The vibrational energy levels of diazocarbene (diazomethylene) in its electronic ground state, (X) over tilde (3) Sigma(-) CNN, have been predicted using the variational method. The potential energy surfaces of (X) over tilde (3) A" CNN were determined by employing ab initio single reference coupled cluster with single and double excitations (CCSD), CCSD with perturbative triple excitations [CCSD(T)], multi-reference complete active space self-consistent-field (CASSCF), and internally contracted multi-reference configuration interaction (ICMRCI) methods.

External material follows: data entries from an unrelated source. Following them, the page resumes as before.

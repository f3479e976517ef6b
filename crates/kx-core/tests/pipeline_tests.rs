//! End-to-end tests for the alerting pipeline over the in-memory stack.
//!
//! Each test builds a full pipeline on an [`InMemoryMessageQueue`], feeds
//! scored events into `events.scored`, and observes the tiered alert
//! streams through independent consumer groups.

use std::sync::Arc;
use std::time::Duration;

use kx_core::event::{LogEvent, LogLevel, ScoredEvent};
use kx_core::gate::GateConfig;
use kx_core::messaging::{InMemoryMessageQueue, MessageQueue, Subscription};
use kx_core::pipeline::{AckPolicy, Pipeline, PipelineConfig, SCORED_EVENTS_TOPIC};
use kx_core::scoring::{ScoringStage, StaticScorer};
use kx_core::{Alert, IncidentEventType, Severity};
use tokio::time::{sleep, timeout};

fn scored_event(
    service: &str,
    host: &str,
    anomaly_type: &str,
    level: LogLevel,
    score: f64,
) -> ScoredEvent {
    let event = LogEvent::new(service, host, level, "request latency exceeded budget");
    ScoredEvent::new(event, score, anomaly_type, 0.5)
}

async fn publish_scored(queue: &Arc<InMemoryMessageQueue>, scored: &ScoredEvent) {
    let payload = serde_json::to_vec(scored).expect("encode scored event");
    queue
        .publish_with_key(SCORED_EVENTS_TOPIC, &scored.event.service_name, &payload)
        .await
        .expect("publish scored event");
}

async fn recv_alert(subscription: &mut Subscription) -> Alert {
    let message = timeout(Duration::from_secs(1), subscription.recv())
        .await
        .expect("timed out waiting for alert")
        .expect("subscription closed");
    message.deserialize().expect("decode alert")
}

async fn expect_no_message(subscription: &mut Subscription) {
    let result = timeout(Duration::from_millis(200), subscription.recv()).await;
    assert!(result.is_err(), "expected no message, got {:?}", result);
}

/// Give the pipeline's own consumers a moment to drain their copies.
async fn settle() {
    sleep(Duration::from_millis(100)).await;
}

#[tokio::test]
async fn storm_then_quiet_then_refire_drives_one_incident() {
    let queue = Arc::new(InMemoryMessageQueue::new());
    let mut critical_sub = queue
        .subscribe("alerts.critical", "observer")
        .await
        .expect("subscribe critical");
    let mut info_sub = queue
        .subscribe("alerts.info", "observer")
        .await
        .expect("subscribe info");

    let pipeline = Pipeline::builder(queue.clone() as Arc<dyn MessageQueue>)
        .gate_config(GateConfig {
            suppression_window_secs: 1,
            ..GateConfig::default()
        })
        .build();
    pipeline.start().await.expect("start pipeline");

    // First event: critical alert, new incident.
    publish_scored(
        &queue,
        &scored_event("api", "h1", "latency_spike", LogLevel::Error, 0.95),
    )
    .await;

    let first = recv_alert(&mut critical_sub).await;
    assert_eq!(first.severity, Severity::Critical);
    assert_eq!(first.service_name, "api");
    assert!(first.title.starts_with("CRITICAL Alert: latency_spike"));
    settle().await;

    let tracker = pipeline.tracker();
    let incident = tracker
        .get_by_alert_id(&first.alert_id)
        .await
        .expect("tracker lookup")
        .expect("incident for first alert");
    assert_eq!(incident.severity, Severity::Critical);
    assert_eq!(incident.events.len(), 1);
    assert_eq!(incident.events[0].event_type, IncidentEventType::Created);
    assert_eq!(pipeline.dashboard().history_len().await, 1);

    // Second event inside the window: same fingerprint, suppressed before
    // publication. Nothing reaches either tier and the incident is untouched.
    publish_scored(
        &queue,
        &scored_event("api", "h1", "latency_spike", LogLevel::Error, 0.96),
    )
    .await;
    expect_no_message(&mut critical_sub).await;
    expect_no_message(&mut info_sub).await;
    let unchanged = tracker
        .get(incident.id)
        .await
        .expect("tracker lookup")
        .expect("incident still present");
    assert_eq!(unchanged.events.len(), 1);

    // Let the window lapse, then refire at a quieter score. Same identity,
    // new alert id, INFO tier, and the open incident absorbs it.
    sleep(Duration::from_millis(1100)).await;
    publish_scored(
        &queue,
        &scored_event("api", "h1", "latency_spike", LogLevel::Error, 0.2),
    )
    .await;

    let third = recv_alert(&mut info_sub).await;
    assert_eq!(third.severity, Severity::Info);
    assert_eq!(third.fingerprint, first.fingerprint);
    assert_ne!(third.alert_id, first.alert_id);
    settle().await;

    let updated = tracker
        .get(incident.id)
        .await
        .expect("tracker lookup")
        .expect("incident still present");
    assert_eq!(updated.severity, Severity::Info);
    assert_eq!(updated.events.len(), 2);
    assert_eq!(updated.events[1].event_type, IncidentEventType::Escalated);
    assert!(updated.related_alerts.contains(&third.alert_id));
    assert_eq!(
        tracker.count_open().await.expect("count"),
        1,
        "refire must not open a second incident"
    );

    pipeline.shutdown().await;
}

#[tokio::test]
async fn scores_at_the_floor_never_become_alerts() {
    let queue = Arc::new(InMemoryMessageQueue::new());
    let mut critical_sub = queue
        .subscribe("alerts.critical", "observer")
        .await
        .expect("subscribe critical");
    let mut info_sub = queue
        .subscribe("alerts.info", "observer")
        .await
        .expect("subscribe info");

    let pipeline = Pipeline::builder(queue.clone() as Arc<dyn MessageQueue>).build();
    pipeline.start().await.expect("start pipeline");

    publish_scored(
        &queue,
        &scored_event("api", "h1", "noise", LogLevel::Info, 0.05),
    )
    .await;
    publish_scored(
        &queue,
        &scored_event("api", "h1", "noise", LogLevel::Info, 0.1),
    )
    .await;

    expect_no_message(&mut critical_sub).await;
    expect_no_message(&mut info_sub).await;
    assert_eq!(pipeline.dashboard().history_len().await, 0);
    assert_eq!(pipeline.tracker().count_open().await.expect("count"), 0);

    pipeline.shutdown().await;
}

#[tokio::test]
async fn rate_limited_services_stop_publishing() {
    let queue = Arc::new(InMemoryMessageQueue::new());
    let mut critical_sub = queue
        .subscribe("alerts.critical", "observer")
        .await
        .expect("subscribe critical");

    let pipeline = Pipeline::builder(queue.clone() as Arc<dyn MessageQueue>)
        .gate_config(GateConfig {
            max_alerts_per_service: 2,
            ..GateConfig::default()
        })
        .build();
    pipeline.start().await.expect("start pipeline");

    // Distinct hosts give distinct fingerprints, so only the quota applies.
    for host in ["h1", "h2", "h3"] {
        publish_scored(
            &queue,
            &scored_event("api", host, "latency_spike", LogLevel::Error, 0.95),
        )
        .await;
    }

    recv_alert(&mut critical_sub).await;
    recv_alert(&mut critical_sub).await;
    expect_no_message(&mut critical_sub).await;

    pipeline.shutdown().await;
}

#[tokio::test]
async fn malformed_payloads_are_dead_lettered_when_configured() {
    let queue = Arc::new(InMemoryMessageQueue::new());
    let mut dlq_sub = queue
        .subscribe("events.scored.dlq", "dlq-observer")
        .await
        .expect("subscribe dlq");

    let pipeline = Pipeline::builder(queue.clone() as Arc<dyn MessageQueue>)
        .config(PipelineConfig {
            ack_policy: AckPolicy::DeadLetterAndAck,
            ..PipelineConfig::default()
        })
        .build();
    pipeline.start().await.expect("start pipeline");

    queue
        .publish(SCORED_EVENTS_TOPIC, b"not json")
        .await
        .expect("publish malformed");

    let dead = timeout(Duration::from_secs(1), dlq_sub.recv())
        .await
        .expect("timed out waiting for dead letter")
        .expect("dlq subscription closed");
    assert_eq!(dead.payload, b"not json");

    pipeline.shutdown().await;
}

#[tokio::test]
async fn test_alert_reaches_the_info_tier_and_notification_sink() {
    let queue = Arc::new(InMemoryMessageQueue::new());
    let mut info_sub = queue
        .subscribe("alerts.info", "observer")
        .await
        .expect("subscribe info");
    let mut notify_sub = queue
        .subscribe("notifications", "observer")
        .await
        .expect("subscribe notifications");

    let pipeline = Pipeline::builder(queue.clone() as Arc<dyn MessageQueue>).build();
    pipeline.start().await.expect("start pipeline");

    let published = pipeline.publish_test_alert().await.expect("test alert");
    assert_eq!(published.severity, Severity::Info);

    let streamed = recv_alert(&mut info_sub).await;
    assert_eq!(streamed.alert_id, published.alert_id);

    let notified = timeout(Duration::from_secs(1), notify_sub.recv())
        .await
        .expect("timed out waiting for notification")
        .expect("notification subscription closed");
    let notified: Alert = notified.deserialize().expect("decode notification");
    assert_eq!(notified.alert_id, published.alert_id);

    pipeline.shutdown().await;
}

#[tokio::test]
async fn scoring_consumer_bridges_raw_events_into_alerts() {
    let queue = Arc::new(InMemoryMessageQueue::new());
    let mut critical_sub = queue
        .subscribe("alerts.critical", "observer")
        .await
        .expect("subscribe critical");

    let scorer = Arc::new(StaticScorer::new(0.95, "latency_spike", 0.5));
    let pipeline = Pipeline::builder(queue.clone() as Arc<dyn MessageQueue>)
        .scoring(ScoringStage::new(scorer, 0.5))
        .build();
    pipeline.start().await.expect("start pipeline");

    let event = LogEvent::new("api", "h1", LogLevel::Error, "connection pool exhausted");
    let payload = serde_json::to_vec(&event).expect("encode raw event");
    queue
        .publish("events.raw", &payload)
        .await
        .expect("publish raw event");

    let alert = recv_alert(&mut critical_sub).await;
    assert_eq!(alert.severity, Severity::Critical);
    assert_eq!(alert.service_name, "api");
    assert_eq!(alert.anomaly_type, "latency_spike");

    pipeline.shutdown().await;
}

The correlation-consistent polarised valence quadruple zeta (cc-pVQZ) basis set was used. Four sets of vibrational energy levels determined from the four distinct analytical potential functions have been compared with the experimental values from the laser-induced fluorescence measurements of Wurfel et al. obtained in 1992. The CCSD, CCSD(T), and CASSCF potentials have not provided satisfactory agreement with the experimental observations. In this light, the importance of both non-dynamic (static) and dynamic correlation effects in describing the ground state of CNN is emphasised. Our best theoretical fundamental frequencies at the cc-pVQZ ICMRCI level of theory, v(1) = 1230, v(2) = 394, and v(3) = 1420 cm(-1) are in excellent agreement with the experimental values of v(1) = 1235, v(2) = 396, and v(3) = 1419cm(-1) and the mean absolute deviation between the 23 calculated and experimental vibrational energy levels is only 7.4 cm(-1). It is shown that the previously suggested observation of the v(3) frequency at about 2847cm(-1) was in fact the first overtone 2v(3).